I was reading an article about Claudia Karvan, the actress. I think it was a few years ago it was written, I was busy doing 'research' and ended up reading about her, her life, her family etc. She said she thought she was a good mum. And she meant it in a completely non egotistical way. She said she could remember hearing growing up about post natal depression and mum's who couldn't relate to their children and she thought, 'That'll be me, I'll be the one chucking my baby out the window." But she was pleasantly surprised to find she was a good mum. It was one of those things she said that she was good at. She was a good mum.


Even just reading those words I knew what my answer was to that question.
I knew if anyone asked me if I was a good mum what my answer would be. I wish I could answer in that egoless way that she had. I wish it just rolled off my tongue. I wished I could say it too. You know, honestly, say it. Even just to myself. But I couldn't, because it wasn't true. I didn't think I was. I don't think I am a good mother.


And I can't work out if that came as a shock to me or not.


Was this just a bad morning for me? Was I simply having a moment? Did I for instance think perhaps I was good at other things or was I just glum and thinking I was crap at everything? Maybe I wasn't a bad mother, maybe it was just a boo-hoo I'm crap at everything day.


I went over a list of things to see what I thought I was good at.
Before children, I was an interior designer. Was I a good interior designer? Yes, I knew I was. I love design, I am passionate and excited about good design. Architecture that is innovative and cool and interesting takes my breath away. I could get lost in photographs of beautiful interiors and exteriors of buildings and homes and shops and spaces. Good design makes me feel alive. Designing beautiful plans and interiors made me feel creatively fulfilled and I knew I was good at it. I was good at being a designer.

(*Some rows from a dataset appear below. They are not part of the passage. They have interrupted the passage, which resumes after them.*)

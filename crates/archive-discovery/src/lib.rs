//! # Archive Discovery
//!
//! Continuous discovery of archive nodes on a public blockchain network.
//!
//! **Architecture:** Hexagonal (DDD + Ports/Adapters)
//!
//! ## Purpose
//!
//! Walk the directory service candidate by candidate, connect to each node,
//! and decide whether it retains full history:
//! - Block-height threshold as a cheap first filter
//! - Fixed-depth probe one day of blocks below the tip
//! - Adaptive probe at half the median height of confirmed archive nodes
//!
//! The engine runs as one isolated tokio task driven by typed commands and
//! reporting through typed events.
//!
//! ## Engine Guarantees
//!
//! | Guarantee | Mechanism |
//! |-----------|-----------|
//! | Balanced counters | `tested == archive + nonArchive` after every cycle |
//! | No retests | Endpoint-derived identity checked before connecting |
//! | Failure containment | A failing node costs one backoff, never the run |
//! | Session hygiene | Every client session is closed on every path |
//! | Bounded runs | Automatic stop once `maxNodes` indices were consumed |
//!
//! ## Module Structure
//!
//! ```text
//! archive-discovery/
//! ├── domain/          # Entities, counters, ledger, errors, invariants
//! ├── algorithms/      # Median and historical probe planning
//! ├── ports/           # DiscoveryApi (inbound) + capabilities (outbound)
//! ├── application/     # Engine task, scheduler, probe executor, classifier
//! ├── ipc/             # Command/Event channel, controller mirror, JSON codec
//! ├── adapters/        # System clock; HTTP directory + JSON-RPC (feature "http")
//! ├── testing.rs       # Scripted mocks (feature "test-utils")
//! └── config.rs        # DiscoveryConfig, ConfigPatch, EngineSettings
//! ```
//!
//! ## Example
//!
//! ```rust,no_run
//! use std::sync::Arc;
//! use archive_discovery::{
//!     spawn_engine, DiscoveryApi, DiscoveryConfig, EngineSettings, SystemTimeSource,
//!     ClientModuleLoader,
//! };
//!
//! async fn run(loader: Arc<dyn ClientModuleLoader>) {
//!     let (handle, mut events) = spawn_engine(
//!         loader,
//!         DiscoveryConfig::default(),
//!         EngineSettings::default(),
//!         Arc::new(SystemTimeSource),
//!     );
//!     handle.init("mainnet").await.ok();
//!     handle.start().await.ok();
//!     while let Some(event) = events.recv().await {
//!         println!("{}", event.kind());
//!     }
//! }
//! ```

#![warn(missing_docs)]
#![warn(clippy::all)]

pub mod adapters;
pub mod algorithms;
pub mod application;
pub mod config;
pub mod domain;
pub mod ipc;
pub mod ports;

#[cfg(any(test, feature = "test-utils"))]
pub mod testing;

// Re-exports
pub use adapters::SystemTimeSource;
pub use algorithms::{median_depth, median_height, plan_historical_probes, HistoricalProbe, HistoricalProbeKind};
pub use application::{ArchiveClassifier, DiscoveryEngine, DiscoveryScheduler, ProbeExecutor};
pub use config::{ConfigPatch, DiscoveryConfig, EngineSettings};
pub use domain::{
    BlockSummary, Counters, DiscoveryError, HistoricalOutcome, Ledger, NodeEndpoint,
    NodeIdentity, ProbeResult, RunState, ServerInfo, StateSnapshot, FIXED_PROBE_DEPTH,
};
pub use ipc::{
    decode_command, decode_event, encode_command, encode_event, spawn_engine, Command,
    DiscoveryController, DiscoveryHandle, Event, EventReceiver, LogLevel,
};
pub use ports::{
    ChainClient, ChainClientFactory, ClientCapabilities, ClientModuleLoader, DiscoveryApi,
    NodeSource, NodeSourceFactory, TimeSource,
};

#[cfg(feature = "http")]
pub use adapters::HttpClientModule;

/// Crate version
pub const VERSION: &str = env!("CARGO_PKG_VERSION");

After children, I became a writer (although to be fair, I have been writing all of my adult life, I started writing my first book when I was 17). Was I good writer? Yes, I was. I am a good writer. These thoughts came easily to me. I knew I was a good interior designer and I knew I was a good writer. I love words. I love the way words string together to entice you, to incite you, to inflame you, to inspire you and to make you fall in love. I love the way words have the ability to take emotions and confer them to another so that they can feel the same beat of your pain, your lust, your joy, your desperation. I love that I can write, that I can do that with words. I love that the thoughts I think have the ability to be translated into text. I love that others can share the vision I have in my head, the same way I could make my vision a reality in construction in design, that my sketches on paper became a three dimensional space, built, from my mind into reality. And its the same with writing. I love the shaping of that first thought in my head to the final draft on a page. Am I a good writer? Yes. I know, to my core that I am a good writer. And even if I weren't, even if everyone else thought I was crap at it, I love writing so intensely, that it wouldn't matter to me if no-one ever read a word, I would have such satisfaction and joy at simply writing on my own, that it would make little difference what another thought of my skills.

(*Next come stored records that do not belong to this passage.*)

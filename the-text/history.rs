use std::num::NonZeroUsize;

use ropey::Rope;
use thiserror::Error;

use crate::transaction::{
  ChangeSet,
  Transaction,
  TransactionError,
};

/// Result type for history operations.
pub type Result<T> = std::result::Result<T, HistoryError>;

/// Errors that can occur during history operations.
#[derive(Debug, Error)]
pub enum HistoryError {
  #[error("transaction error: {0}")]
  Transaction(#[from] TransactionError),
  #[error("revision index {index} is out of bounds (max: {max})")]
  RevisionOutOfBounds { index: usize, max: usize },
}

/// A pending jump in history that has not yet been applied.
///
/// The caller applies every transaction first and only then calls
/// [`History::apply_jump`], so history never runs ahead of the text.
#[derive(Debug, Clone)]
pub struct HistoryJump {
  /// The transactions to apply, in order.
  pub transactions: Vec<Transaction>,
  /// The target revision index after the jump.
  pub target:       usize,
}

impl HistoryJump {
  #[inline]
  pub fn is_empty(&self) -> bool {
    self.transactions.is_empty()
  }

  /// Caret recorded by the last transaction of the jump.
  pub fn caret(&self) -> Option<usize> {
    self.transactions.last().and_then(Transaction::caret)
  }
}

/// Undo history of a buffer.
///
/// Revisions form a tree stored in a vector whose first element is the empty
/// root. Each revision keeps the transaction that leads from its parent to
/// itself and the inversion leading back. Undo applies the inversion of the
/// current revision; redo replays the transaction of the most recently
/// committed child.
///
/// Every revision corresponds to one undo step, so callers that want several
/// edits to undo together compose them before committing (see
/// [`crate::undo::UndoScope`]).
#[derive(Debug)]
pub struct History {
  revisions: Vec<Revision>,
  current:   usize,
}

#[derive(Debug, Clone)]
struct Revision {
  parent:      usize,
  last_child:  Option<NonZeroUsize>,
  transaction: Transaction,
  // Deletions don't carry the removed text, so the inversion is stored too.
  inversion:   Transaction,
}

impl Default for History {
  fn default() -> Self {
    Self {
      revisions: vec![Revision {
        parent:      0,
        last_child:  None,
        transaction: Transaction::from(ChangeSet::new("".into())),
        inversion:   Transaction::from(ChangeSet::new("".into())),
      }],
      current:   0,
    }
  }
}

impl History {
  /// Record `transaction`, applied to `original`, as a new revision.
  ///
  /// `caret_before` is restored when the revision is undone; the
  /// transaction's own caret is restored on redo.
  pub fn commit_revision(
    &mut self,
    transaction: &Transaction,
    original: &Rope,
    caret_before: usize,
  ) -> Result<()> {
    let inversion = transaction.invert(original)?.with_caret(caret_before);

    let new_current = self.revisions.len();
    self.revisions[self.current].last_child = NonZeroUsize::new(new_current);
    self.revisions.push(Revision {
      parent: self.current,
      last_child: None,
      transaction: transaction.clone(),
      inversion,
    });
    self.current = new_current;
    Ok(())
  }

  #[inline]
  pub fn current_revision(&self) -> usize {
    self.current
  }

  #[inline]
  pub const fn at_root(&self) -> bool {
    self.current == 0
  }

  /// Number of revisions, including the root.
  #[inline]
  pub fn len(&self) -> usize {
    self.revisions.len()
  }

  /// Whether only the root revision exists.
  #[inline]
  pub fn is_empty(&self) -> bool {
    self.revisions.len() <= 1
  }

  fn validate_revision(&self, revision: usize) -> Result<()> {
    if revision >= self.revisions.len() {
      return Err(HistoryError::RevisionOutOfBounds {
        index: revision,
        max:   self.revisions.len().saturating_sub(1),
      });
    }
    Ok(())
  }

  /// Prepare an undo without mutating history state.
  pub fn undo(&self) -> Option<HistoryJump> {
    if self.at_root() {
      return None;
    }

    let current = &self.revisions[self.current];
    Some(HistoryJump {
      transactions: vec![current.inversion.clone()],
      target:       current.parent,
    })
  }

  /// Prepare a redo without mutating history state.
  pub fn redo(&self) -> Option<HistoryJump> {
    let last_child = self.revisions[self.current].last_child?;

    Some(HistoryJump {
      transactions: vec![self.revisions[last_child.get()].transaction.clone()],
      target:       last_child.get(),
    })
  }

  /// Move to the jump target. Only call after every transaction of the jump
  /// was applied successfully.
  pub fn apply_jump(&mut self, jump: &HistoryJump) -> Result<()> {
    self.validate_revision(jump.target)?;
    self.current = jump.target;
    Ok(())
  }
}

And just as easily as I could say that I was a good writer, a good designer. I realised, I was not a good mother.
Period.
What a terrible moment - when I realised that.


And so the list went on. I searched around inside my head for all the things I might classify myself as good or bad at. Many things I could honestly say I was good at. And many things I could honestly say I was terrible at. Cartwheels for example are not my forte. Cooking wholesome meals, again, not high on the list of what I was capable of. But mother-hood? God. It was killing me. Why couldn't I say I was a good mother? Even to myself? With no-one else looking? Just say it. Fake it. You can say it. But I couldn't. Because I didn't believe it to be true.


There have been very few things I have dedicated myself to with such discipline and grit and raw fucking determination as this. This thing called motherhood. I have tried like I have tried at nothing else to be good at this. To excel at it. To be the best mother that is possible. I have tried until I feel like screaming inside my head that it is just not possible to be a good mother. That it is not possible for me to be a good mother. I don't have nearly enough patience. The little people drive me bonkers with their constant demands. Their constant craving to be appreciated and needed and desired and cared for and cleaned and taken care of, it is all consuming. And I suspect it is not helped by the fact I have an intrinsic desire to be free. I am not the person that woke up in the world and wanted someone to hold my hand. I woke up wanting to run across a field, unfettered, with no-one to clip my wings or tie me down. And yet, here I am, ridiculously independent and yet, I am tied down by three, count them, three, enormous anchors, anchors that talk, walk and require 24/7 attention.


Is that why I am not a good mother? Are the independent cursed not to make good anchor holders?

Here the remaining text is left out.